The Impact of Medical Record Technologies on Collaboration in Emergency Medicine

Document Type

Article

Publication Date

8-2011

Abstract

Purpose

Electronic medical records (EMR) promise potential benefits for the practice of medical care. However, individual technologies such as EMR must interact with the work system as a whole — including people, technology and work practices — to enable or hinder the coordination of dynamic work demands. Based on this extended perspective, we address in this paper how support technologies (should) impact the coordination of work across multiple agents, controlling a dynamic domain with multiple, interacting processes.

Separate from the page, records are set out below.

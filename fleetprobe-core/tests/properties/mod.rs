mod host_list_tests;
mod probe_set_tests;
mod queue_tests;
mod record_format_tests;
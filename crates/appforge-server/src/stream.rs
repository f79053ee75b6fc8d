//! Session event streams and heartbeat injection.
//!
//! A session stream yields one envelope per state-machine step until an
//! idle event ends it. The heartbeat wrapper watches the gap between
//! substantive events and injects KEEP_ALIVE envelopes while a step is
//! still in flight, so proxies never see a silent connection.

use std::future::Future;
use std::pin::Pin;
use std::task::{Context, Poll};
use std::time::Duration;

use appforge_core::Session;
use appforge_protocol::{AgentMessage, AgentSseEvent, EventStatus, MessageBlock, MessageKind};
use futures_util::Stream;
use pin_project_lite::pin_project;
use tokio::time::{Instant, Sleep};

/// Drive a session to rest, yielding one event per step. The final
/// event always has idle status; step-level faults arrive as
/// RUNTIME_ERROR events rather than a broken stream.
pub fn session_event_stream(mut session: Session) -> impl Stream<Item = AgentSseEvent> {
    let trace_id = session.trace_id().to_string();
    async_stream::stream! {
        loop {
            let outcome = session.step().await;
            let idle = outcome.is_idle();
            yield AgentSseEvent::new(outcome.status, trace_id.clone(), outcome.message);
            if idle {
                break;
            }
        }
    }
}

pin_project! {
    /// Injects a KEEP_ALIVE event whenever the inner stream stays
    /// pending longer than the interval. The timer resets on every
    /// substantive event, so heartbeats measure silence, not wall time.
    pub struct HeartbeatStream<S> {
        #[pin]
        inner: S,
        #[pin]
        sleep: Sleep,
        interval: Duration,
        trace_id: String,
    }
}

impl<S> HeartbeatStream<S> {
    pub fn new(inner: S, interval: Duration, trace_id: String) -> Self {
        Self {
            inner,
            sleep: tokio::time::sleep(interval),
            interval,
            trace_id,
        }
    }
}

impl<S> Stream for HeartbeatStream<S>
where
    S: Stream<Item = AgentSseEvent>,
{
    type Item = AgentSseEvent;

    fn poll_next(self: Pin<&mut Self>, cx: &mut Context<'_>) -> Poll<Option<Self::Item>> {
        let mut this = self.project();

        match this.inner.as_mut().poll_next(cx) {
            Poll::Ready(Some(event)) => {
                this.sleep.as_mut().reset(Instant::now() + *this.interval);
                Poll::Ready(Some(event))
            }
            Poll::Ready(None) => Poll::Ready(None),
            Poll::Pending => match this.sleep.as_mut().poll(cx) {
                Poll::Ready(()) => {
                    this.sleep.as_mut().reset(Instant::now() + *this.interval);
                    Poll::Ready(Some(AgentSseEvent::keep_alive(this.trace_id.clone())))
                }
                Poll::Pending => Poll::Pending,
            },
        }
    }
}

pin_project! {
    /// Bounds the total wall-clock duration of a session stream. When
    /// the deadline passes, the inner stream is dropped, which cancels
    /// any in-flight model call or sandbox run, and one terminal
    /// RUNTIME_ERROR event is emitted before the stream ends.
    pub struct DeadlineStream<S> {
        #[pin]
        inner: Option<S>,
        #[pin]
        deadline: Sleep,
        limit: Duration,
        trace_id: String,
    }
}

impl<S> DeadlineStream<S> {
    pub fn new(inner: S, limit: Duration, trace_id: String) -> Self {
        Self {
            inner: Some(inner),
            deadline: tokio::time::sleep(limit),
            limit,
            trace_id,
        }
    }
}

impl<S> Stream for DeadlineStream<S>
where
    S: Stream<Item = AgentSseEvent>,
{
    type Item = AgentSseEvent;

    fn poll_next(self: Pin<&mut Self>, cx: &mut Context<'_>) -> Poll<Option<Self::Item>> {
        let mut this = self.project();

        let Some(inner) = this.inner.as_mut().as_pin_mut() else {
            return Poll::Ready(None);
        };

        if this.deadline.as_mut().poll(cx).is_ready() {
            log::warn!(
                "Session stream {} exceeded the {}s request time limit",
                this.trace_id,
                this.limit.as_secs()
            );
            this.inner.set(None);
            let reason = format!(
                "session exceeded the {}s request time limit",
                this.limit.as_secs()
            );
            let mut message = AgentMessage::of_kind(MessageKind::RuntimeError);
            message.content = Some(reason.clone());
            message.messages = Some(vec![MessageBlock::assistant(reason)]);
            return Poll::Ready(Some(AgentSseEvent::new(
                EventStatus::Idle,
                this.trace_id.clone(),
                message,
            )));
        }

        match inner.poll_next(cx) {
            Poll::Ready(Some(event)) => Poll::Ready(Some(event)),
            Poll::Ready(None) => {
                this.inner.set(None);
                Poll::Ready(None)
            }
            Poll::Pending => Poll::Pending,
        }
    }
}

#[cfg(test)]
mod tests {
    use super::*;
    use appforge_protocol::{AgentMessage, EventStatus, MessageKind};
    use futures_util::{stream, StreamExt};

    fn stage_event() -> AgentSseEvent {
        AgentSseEvent::new(
            EventStatus::Running,
            "trace-1",
            AgentMessage::of_kind(MessageKind::StageResult),
        )
    }

    #[tokio::test(start_paused = true)]
    async fn injects_keep_alive_during_long_steps() {
        // One substantive event, then the step hangs forever.
        let inner = stream::iter(vec![stage_event()]).chain(stream::pending());
        let mut heartbeats = Box::pin(HeartbeatStream::new(
            inner,
            Duration::from_secs(15),
            "trace-1".to_string(),
        ));

        let first = heartbeats.next().await.unwrap();
        assert_eq!(first.message.kind, MessageKind::StageResult);

        // Paused time auto-advances to the heartbeat deadline.
        let second = heartbeats.next().await.unwrap();
        assert_eq!(second.message.kind, MessageKind::KeepAlive);
        assert_eq!(second.status, EventStatus::Running);
        assert_eq!(second.trace_id, "trace-1");
        assert!(second.message.agent_state.is_none());

        let third = heartbeats.next().await.unwrap();
        assert_eq!(third.message.kind, MessageKind::KeepAlive);
    }

    #[tokio::test(start_paused = true)]
    async fn fast_streams_produce_no_heartbeats() {
        let inner = stream::iter(vec![stage_event(), stage_event()]);
        let heartbeats = Box::pin(HeartbeatStream::new(
            inner,
            Duration::from_secs(15),
            "trace-1".to_string(),
        ));

        let events: Vec<AgentSseEvent> = heartbeats.collect().await;
        assert_eq!(events.len(), 2);
        assert!(events
            .iter()
            .all(|e| e.message.kind == MessageKind::StageResult));
    }

    #[tokio::test(start_paused = true)]
    async fn deadline_ends_stream_with_runtime_error() {
        // A step that never finishes; the wall-clock cap has to end the
        // stream on its own.
        let inner = stream::iter(vec![stage_event()]).chain(stream::pending());
        let mut events = Box::pin(DeadlineStream::new(
            inner,
            Duration::from_secs(600),
            "trace-1".to_string(),
        ));

        let first = events.next().await.unwrap();
        assert_eq!(first.message.kind, MessageKind::StageResult);

        let second = events.next().await.unwrap();
        assert_eq!(second.message.kind, MessageKind::RuntimeError);
        assert_eq!(second.status, EventStatus::Idle);
        assert!(second
            .message
            .content
            .as_deref()
            .unwrap()
            .contains("time limit"));

        assert!(events.next().await.is_none());
    }

    #[tokio::test(start_paused = true)]
    async fn deadline_passes_finished_streams_through() {
        let inner = stream::iter(vec![stage_event(), stage_event()]);
        let events: Vec<AgentSseEvent> = Box::pin(DeadlineStream::new(
            inner,
            Duration::from_secs(600),
            "trace-1".to_string(),
        ))
        .collect()
        .await;

        assert_eq!(events.len(), 2);
        assert!(events
            .iter()
            .all(|e| e.message.kind == MessageKind::StageResult));
    }
}
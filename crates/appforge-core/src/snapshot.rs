//! Immutable workspace snapshots.

use std::collections::BTreeMap;

use appforge_protocol::FileEntry;
use serde::{Deserialize, Serialize};

/// A point-in-time capture of the workspace file set. Paths are unique
/// and iteration order is lexicographic, which keeps diffing
/// deterministic.
#[derive(Debug, Clone, Default, PartialEq, Eq, Serialize, Deserialize)]
pub struct WorkspaceSnapshot {
    files: BTreeMap<String, String>,
}

impl WorkspaceSnapshot {
    pub fn new() -> Self {
        Self::default()
    }

    pub fn from_entries(entries: &[FileEntry]) -> Self {
        let files = entries
            .iter()
            .map(|f| (f.path.clone(), f.content.clone()))
            .collect();
        Self { files }
    }

    pub fn insert(&mut self, path: impl Into<String>, content: impl Into<String>) {
        self.files.insert(path.into(), content.into());
    }

    pub fn get(&self, path: &str) -> Option<&str> {
        self.files.get(path).map(String::as_str)
    }

    pub fn len(&self) -> usize {
        self.files.len()
    }

    pub fn is_empty(&self) -> bool {
        self.files.is_empty()
    }

    /// Files in lexicographic path order.
    pub fn iter(&self) -> impl Iterator<Item = (&str, &str)> {
        self.files.iter().map(|(p, c)| (p.as_str(), c.as_str()))
    }

    /// Produce the snapshot that results from applying a set of edits.
    /// `None` content removes the file; the original is untouched.
    pub fn apply(&self, edits: &BTreeMap<String, Option<String>>) -> WorkspaceSnapshot {
        let mut files = self.files.clone();
        for (path, content) in edits {
            match content {
                Some(content) => {
                    files.insert(path.clone(), content.clone());
                }
                None => {
                    files.remove(path);
                }
            }
        }
        WorkspaceSnapshot { files }
    }
}

#[cfg(test)]
mod tests {
    use super::*;

    #[test]
    fn apply_inserts_updates_and_removes() {
        let mut snapshot = WorkspaceSnapshot::new();
        snapshot.insert("a.ts", "old");
        snapshot.insert("b.ts", "keep");

        let mut edits = BTreeMap::new();
        edits.insert("a.ts".to_string(), Some("new".to_string()));
        edits.insert("b.ts".to_string(), None);
        edits.insert("c.ts".to_string(), Some("added".to_string()));

        let next = snapshot.apply(&edits);
        assert_eq!(next.get("a.ts"), Some("new"));
        assert_eq!(next.get("b.ts"), None);
        assert_eq!(next.get("c.ts"), Some("added"));
        // original unchanged
        assert_eq!(snapshot.get("a.ts"), Some("old"));
        assert_eq!(snapshot.len(), 2);
    }

    #[test]
    fn iteration_is_lexicographic() {
        let mut snapshot = WorkspaceSnapshot::new();
        snapshot.insert("z.ts", "");
        snapshot.insert("a.ts", "");
        snapshot.insert("m/n.ts", "");

        let paths: Vec<&str> = snapshot.iter().map(|(p, _)| p).collect();
        assert_eq!(paths, vec!["a.ts", "m/n.ts", "z.ts"]);
    }
}
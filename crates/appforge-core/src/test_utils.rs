//! Shared test doubles: a recording clock and scripted collaborators.

use std::collections::VecDeque;
use std::sync::Mutex;
use std::time::Duration;

use async_trait::async_trait;

use crate::clock::Clock;
use crate::errors::{AgentError, SandboxError};
use crate::gateway::{AgentAction, LLMGateway, ProposalContext};
use crate::sandbox::{SandboxExecutor, SandboxResult};
use crate::snapshot::WorkspaceSnapshot;

/// Clock that records requested sleeps and returns immediately, so
/// backoff behavior is assertable without waiting.
#[derive(Default)]
pub struct MockClock {
    sleeps: Mutex<Vec<Duration>>,
}

impl MockClock {
    pub fn new() -> Self {
        Self::default()
    }

    pub fn recorded_sleeps(&self) -> Vec<Duration> {
        self.sleeps.lock().unwrap().clone()
    }
}

#[async_trait]
impl Clock for MockClock {
    async fn sleep(&self, duration: Duration) {
        self.sleeps.lock().unwrap().push(duration);
    }
}

/// Gateway that replays a fixed sequence of actions. Running out of
/// script is a gateway error, which catches tests that call the model
/// more often than they expect.
#[derive(Default)]
pub struct ScriptedGateway {
    actions: Mutex<VecDeque<AgentAction>>,
}

impl ScriptedGateway {
    pub fn with_actions(actions: Vec<AgentAction>) -> Self {
        Self {
            actions: Mutex::new(actions.into()),
        }
    }
}

#[async_trait]
impl LLMGateway for ScriptedGateway {
    async fn propose(&self, _context: &ProposalContext) -> Result<AgentAction, AgentError> {
        self.actions
            .lock()
            .unwrap()
            .pop_front()
            .ok_or_else(|| AgentError::Gateway("scripted gateway exhausted".to_string()))
    }
}

/// Sandbox that replays a fixed sequence of verdicts. `Ok(true)` passes,
/// `Ok(false)` fails with canned logs, `Err(reason)` simulates a backend
/// fault (which the caller treats as transient).
#[derive(Default)]
pub struct ScriptedSandbox {
    verdicts: Mutex<VecDeque<Result<bool, String>>>,
}

impl ScriptedSandbox {
    pub fn with_verdicts(verdicts: Vec<Result<bool, String>>) -> Self {
        Self {
            verdicts: Mutex::new(verdicts.into()),
        }
    }

    pub fn passing(count: usize) -> Self {
        Self::with_verdicts(vec![Ok(true); count])
    }
}

#[async_trait]
impl SandboxExecutor for ScriptedSandbox {
    async fn validate(
        &self,
        _snapshot: &WorkspaceSnapshot,
        _commands: &[String],
        _timeout: Duration,
    ) -> Result<SandboxResult, SandboxError> {
        match self.verdicts.lock().unwrap().pop_front() {
            Some(Ok(true)) => Ok(SandboxResult {
                passed: true,
                logs: "all tests passed\n".to_string(),
                exit_code: Some(0),
                duration_exceeded: false,
            }),
            Some(Ok(false)) => Ok(SandboxResult {
                passed: false,
                logs: "test failed: expected 2, got 3\n".to_string(),
                exit_code: Some(1),
                duration_exceeded: false,
            }),
            Some(Err(reason)) => Err(SandboxError::Provision(reason)),
            None => Err(SandboxError::Provision(
                "scripted sandbox exhausted".to_string(),
            )),
        }
    }

    async fn health(&self) -> Result<(), SandboxError> {
        Ok(())
    }
}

The technology we address is the medical record and the dynamic domain is emergency medicine as it is practiced in the U.S.

Method

We performed 500 hours of naturalistic observations of physicians in two different hospital emergency departments in the Midwestern U.S differing in their reliance on paper or electronic medical records.

Results and Conclusions

An analysis of work practice across the two hospitals revealed the role of medical records in facilitating or hindering the coordination of time sensitive and context dependent distributed work, as well as the specific influence of EMR. Recognizing that work practice compensates for the limitations of technology, we suggest four requirements for the design of EMR to promote workplace efficiency: facilitation of locally customized data presentations; support for integration of hitherto fragmented record systems and data formats; support for effective multi-user coordination of control tasks; and guidance for standardizing a level of detail in planning and documenting care.